Das Schindler-Haus in West Hollywood war für zwei Familien gedacht; es enthält getrennte, doch gleichwertige Wohnbereiche, aber eine gemeinsame Küche. Das Flachdach ist begehbar und in heißen Sommermonaten auch als Schlafgelegenheit zu nutzen. Zunächst wohnten Schindler mit seiner Frau Pauline sowie Clyde und Marian Chace dort. Von 1925 bis 1930 bezogen der Architekt Richard Neutra und dessen Frau Dioneder die zweite Hälfte. Neutra und Schindler kannten sich noch aus Wien, wo beide Schüler von Otto Wagner und Adolf Loos waren. Sie gründeten die "Architectural Group for Industrie and Commerce", trennten sich 1930 jedoch wieder.

Schindler baute in und um Los Angeles eine Reihe stattlicher Privathäuser.

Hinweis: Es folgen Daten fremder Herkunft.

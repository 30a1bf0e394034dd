use async_trait::async_trait;
use std::sync::Arc;
use tracing::{info, warn};

use crate::error::WatchdogResult;
use crate::k8s::ClusterApi;
use crate::models::PodObservation;

/// Capability to kill a pod, invoked with (namespace, pod name, last observation)
#[cfg_attr(test, mockall::automock)]
#[async_trait]
pub trait PodKiller: Send + Sync {
    async fn kill(&self, namespace: &str, pod_name: &str, pod: &PodObservation)
        -> WatchdogResult<()>;
}

/// Only logs the pod that would have been killed
#[derive(Debug, Default, Clone)]
pub struct DryRunKiller;

#[async_trait]
impl PodKiller for DryRunKiller {
    async fn kill(
        &self,
        namespace: &str,
        pod_name: &str,
        pod: &PodObservation,
    ) -> WatchdogResult<()> {
        info!(namespace, pod = pod_name, phase = %pod.phase, "FAKE killing pod (dry run)");
        Ok(())
    }
}

/// Deletes the pod through the cluster API
pub struct ApiKiller<C> {
    api: Arc<C>,
    grace_period_seconds: u32,
}

impl<C: ClusterApi> ApiKiller<C> {
    pub fn new(api: Arc<C>, grace_period_seconds: u32) -> Self {
        Self {
            api,
            grace_period_seconds,
        }
    }
}

#[async_trait]
impl<C: ClusterApi> PodKiller for ApiKiller<C> {
    async fn kill(
        &self,
        namespace: &str,
        pod_name: &str,
        pod: &PodObservation,
    ) -> WatchdogResult<()> {
        warn!(namespace, pod = pod_name, phase = %pod.phase, "KILLING pod");
        self.api
            .delete_pod(namespace, pod_name, self.grace_period_seconds)
            .await
    }
}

Etwa 330 Projekte bearbeitete er, rund 150 davon wurden ausgeführt. Zu den beeindruckendsten Zeugnissen seines Schaffens zählen Architekturkritiker das Strandhaus, das Schindler 1924 / 25 für den Arzt Dr. Philip Lovell in Newport Beach schuf. Auch auf der beliebten Ferieninsel der Angelenos, Catalina Island, findet sich im Hauptort Avalon ein Beispiel seines Schaffens (Haus Wolfe in der Stage Road). Das Apartementgebäude Mackey in Los Angeles aus den Jahren 1939 / 40 wurde erst im Mai dieses Jahres nach der Restaurierung wieder eröffnet. Dort in der South Cochran Avenue bringt das "Museum für angewandte Kunst" in Wien (MAK), das seit 1995 auch am Erhalt des Schindler-Hauses beteiligt ist, Künstler und Architekten unter, die ein sechsmonatiges Stipendium gewonnen haben.

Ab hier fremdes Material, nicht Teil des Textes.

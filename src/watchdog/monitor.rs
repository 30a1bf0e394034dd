//! Pod watcher of a single namespace
//!
//! Records the status of every pod of the namespace, re-evaluates the namespace
//! health after each event or liveness tick, and retaliates once the namespace has
//! been stuck in the same unhealthy state for the whole grace period.

use futures::StreamExt;
use std::sync::Arc;
use std::time::Duration;
use tokio::time::{interval_at, Instant, MissedTickBehavior};
use tokio_util::sync::CancellationToken;
use tracing::{debug, info, warn};

use super::backoff::Backoff;
use super::status::{NamespaceStatus, StatusBoard};
use crate::health::{evaluate_cluster_state, PodTable};
use crate::k8s::{ClusterApi, EventStream, ResourceEvent};
use crate::models::{ClusterState, PodObservation};
use crate::retaliation::{retaliate, PodKiller, Retaliation};
use crate::telemetry::MetricsSink;

/// Settings shared by every monitor
#[derive(Debug, Clone)]
pub struct MonitorSettings {
    pub grace_period: Duration,
    pub liveness_interval: Duration,
    pub retry_initial: Duration,
    pub retry_max: Duration,
}

impl MonitorSettings {
    pub fn from_config(config: &crate::config::Config) -> Self {
        Self {
            grace_period: config.grace_period(),
            liveness_interval: config.liveness_interval(),
            retry_initial: config.watch_retry_initial(),
            retry_max: config.watch_retry_max(),
        }
    }

    pub fn backoff(&self) -> Backoff {
        Backoff::new(self.retry_initial, self.retry_max)
    }
}

impl Default for MonitorSettings {
    fn default() -> Self {
        Self::from_config(&crate::config::Config::default())
    }
}

/// Everything needed to watch one namespace over time.
/// The pod table and state are only touched by the namespace's own monitor task.
pub struct NamespaceContext {
    pub namespace: String,
    pub pods: PodTable,
    pub state: ClusterState,
    pub grace_period: Duration,
    pub killer: Arc<dyn PodKiller>,
    pub metrics: Arc<dyn MetricsSink>,
    pub cancel: CancellationToken,
    /// Pods killed in this namespace
    pub kills: u64,
}

impl NamespaceContext {
    pub fn new(
        namespace: impl Into<String>,
        grace_period: Duration,
        killer: Arc<dyn PodKiller>,
        metrics: Arc<dyn MetricsSink>,
        cancel: CancellationToken,
    ) -> Self {
        Self {
            namespace: namespace.into(),
            pods: PodTable::new(),
            state: ClusterState::healthy(Instant::now()),
            grace_period,
            killer,
            metrics,
            cancel,
            kills: 0,
        }
    }

    /// Record a pod lifecycle event. Added and Modified upsert, Deleted removes.
    pub fn apply_pod_event(&mut self, event: ResourceEvent<PodObservation>) {
        match event {
            ResourceEvent::Added(pod) | ResourceEvent::Modified(pod) => {
                info!(namespace = %self.namespace, pod = %pod.name, phase = %pod.phase, "Pod updated");
                self.pods.insert(pod.name.clone(), pod);
            }
            ResourceEvent::Deleted(pod) => {
                info!(namespace = %self.namespace, pod = %pod.name, "Pod deleted");
                self.pods.remove(&pod.name);
            }
            ResourceEvent::Malformed(reason) => {
                warn!(namespace = %self.namespace, reason = %reason, "Ignoring malformed pod event");
            }
            ResourceEvent::Error(reason) => {
                warn!(namespace = %self.namespace, reason = %reason, "Pod watch error");
            }
        }
    }

    /// Re-evaluate the namespace and adopt the result only on a material change.
    /// Returns whether the stored state changed.
    pub fn update_cluster_state(&mut self, now: Instant) -> bool {
        let candidate = evaluate_cluster_state(&self.pods, now);
        let changed = self.state.merge(candidate);

        if changed {
            info!(
                namespace = %self.namespace,
                health = %self.state.health,
                unhealthy = ?self.state.unhealthy_names(),
                "Cluster state changed"
            );
        } else {
            debug!(namespace = %self.namespace, health = %self.state.health, "Cluster state unchanged");
        }

        changed
    }

    /// One evaluation cycle: update the state, retaliate if warranted, and restart the
    /// grace period clock after an action so the next kill needs a full grace period again.
    pub async fn run_cycle(&mut self, now: Instant) -> Retaliation {
        self.update_cluster_state(now);

        let outcome = retaliate(
            &self.namespace,
            &self.state,
            self.grace_period,
            now,
            self.killer.as_ref(),
            self.metrics.as_ref(),
        )
        .await;

        if outcome.acted() {
            self.kills += 1;
            self.state.reset_since(now);
        }

        outcome
    }

    pub fn status(&self, now: Instant) -> NamespaceStatus {
        NamespaceStatus::from_state(&self.namespace, &self.state, self.pods.len(), self.kills, now)
    }
}

/// Worker owning one [`NamespaceContext`] and its pod watch stream
pub struct NamespaceMonitor<C> {
    api: Arc<C>,
    ctx: NamespaceContext,
    settings: MonitorSettings,
    status: StatusBoard,
}

impl<C: ClusterApi> NamespaceMonitor<C> {
    pub fn new(
        api: Arc<C>,
        ctx: NamespaceContext,
        settings: MonitorSettings,
        status: StatusBoard,
    ) -> Self {
        Self {
            api,
            ctx,
            settings,
            status,
        }
    }

    /// Run until the context's cancellation token fires
    pub async fn run(mut self) {
        let mut backoff = self.settings.backoff();

        let Some(mut pods) = self.subscribe(&mut backoff, false).await else {
            info!(namespace = %self.ctx.namespace, "Stopped before the pod watch was established");
            return;
        };
        info!(namespace = %self.ctx.namespace, "Starting to watch pods");
        self.publish().await;

        let period = self.settings.liveness_interval;
        let mut liveness = interval_at(Instant::now() + period, period);
        liveness.set_missed_tick_behavior(MissedTickBehavior::Delay);

        loop {
            tokio::select! {
                biased;

                _ = self.ctx.cancel.cancelled() => {
                    info!(namespace = %self.ctx.namespace, "Notified to stop, stopping the pod watch");
                    break;
                }

                // Forces a check even when the pods are quiet and the namespace is unhealthy
                _ = liveness.tick() => {
                    debug!(namespace = %self.ctx.namespace, "Liveness tick");
                }

                event = pods.next() => match event {
                    Some(ResourceEvent::Error(reason)) => {
                        warn!(namespace = %self.ctx.namespace, reason = %reason, "Pod watch failed, resubscribing");
                        match self.subscribe(&mut backoff, true).await {
                            Some(stream) => pods = stream,
                            None => break,
                        }
                    }
                    None => {
                        warn!(namespace = %self.ctx.namespace, "Pod watch closed, resubscribing");
                        match self.subscribe(&mut backoff, true).await {
                            Some(stream) => pods = stream,
                            None => break,
                        }
                    }
                    Some(event) => {
                        backoff.reset();
                        self.ctx.apply_pod_event(event);
                    }
                },
            }

            self.ctx.run_cycle(Instant::now()).await;
            self.publish().await;
        }

        info!(namespace = %self.ctx.namespace, kills = self.ctx.kills, "Monitor stopped");
    }

    /// Open the pod watch, retrying with backoff. Returns `None` once cancelled,
    /// which is observed while waiting on the API as well as while backing off.
    async fn subscribe(
        &self,
        backoff: &mut Backoff,
        reconnecting: bool,
    ) -> Option<EventStream<PodObservation>> {
        let mut wait_first = reconnecting;

        loop {
            if wait_first {
                let delay = backoff.next_delay();
                tokio::select! {
                    _ = self.ctx.cancel.cancelled() => return None,
                    _ = tokio::time::sleep(delay) => {}
                }
            }
            wait_first = true;

            tokio::select! {
                _ = self.ctx.cancel.cancelled() => return None,
                result = self.api.watch_pods(&self.ctx.namespace) => match result {
                    Ok(stream) => return Some(stream),
                    Err(e) => {
                        warn!(namespace = %self.ctx.namespace, error = %e, "Cannot watch pods, retrying");
                    }
                },
            }
        }
    }

    async fn publish(&self) {
        self.status.publish(self.ctx.status(Instant::now())).await;
    }
}
use axum::{extract::State, Json};
use serde::Serialize;

use crate::api::AppState;

#[derive(Serialize)]
pub struct HealthResponse {
    pub status: String,
    pub version: String,
    pub dry_run: bool,
    pub watched_namespaces: usize,
    pub pods_killed: u64,
}

pub async fn health_check(State(state): State<AppState>) -> Json<HealthResponse> {
    Json(HealthResponse {
        status: "ok".to_string(),
        version: env!("CARGO_PKG_VERSION").to_string(),
        dry_run: state.config.dry_run,
        watched_namespaces: state.status.list().await.len(),
        pods_killed: state.metrics.kills_total(),
    })
}

#[cfg(test)]
mod tests {
    use super::*;
    use crate::config::Config;
    use crate::telemetry::PrometheusMetrics;
    use crate::watchdog::StatusBoard;
    use std::sync::Arc;

    #[tokio::test]
    async fn test_health_check() {
        let state = AppState::new(
            Config::default(),
            StatusBoard::new(),
            Arc::new(PrometheusMetrics::new()),
        );
        let response = health_check(State(state)).await;
        assert_eq!(response.status, "ok");
        assert_eq!(response.watched_namespaces, 0);
        assert!(!response.dry_run);
    }
}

Das Haus in der North Kings Road, das in den 20er und 30er Jahren des vergangenen Jahrhunderts ein Treffpunkt für Künstler und Architekten war, führt heute ein Dornröschen-Dasein, nur wenige Architekturliebhaber finden den Weg dorthin. Schade. Denn in dieser beschaulichen Gegend kann man das andere Amerika entdecken, so faszinierend der Trubel nur einige hundert Meter weiter auf dem Sunset Strip auch sein mag.

Das Schindler-Haus, 835 North Kings Road, West Hollywood, ist mittwochs bis sonntags von 11 bis 18 Uhr geöffnet.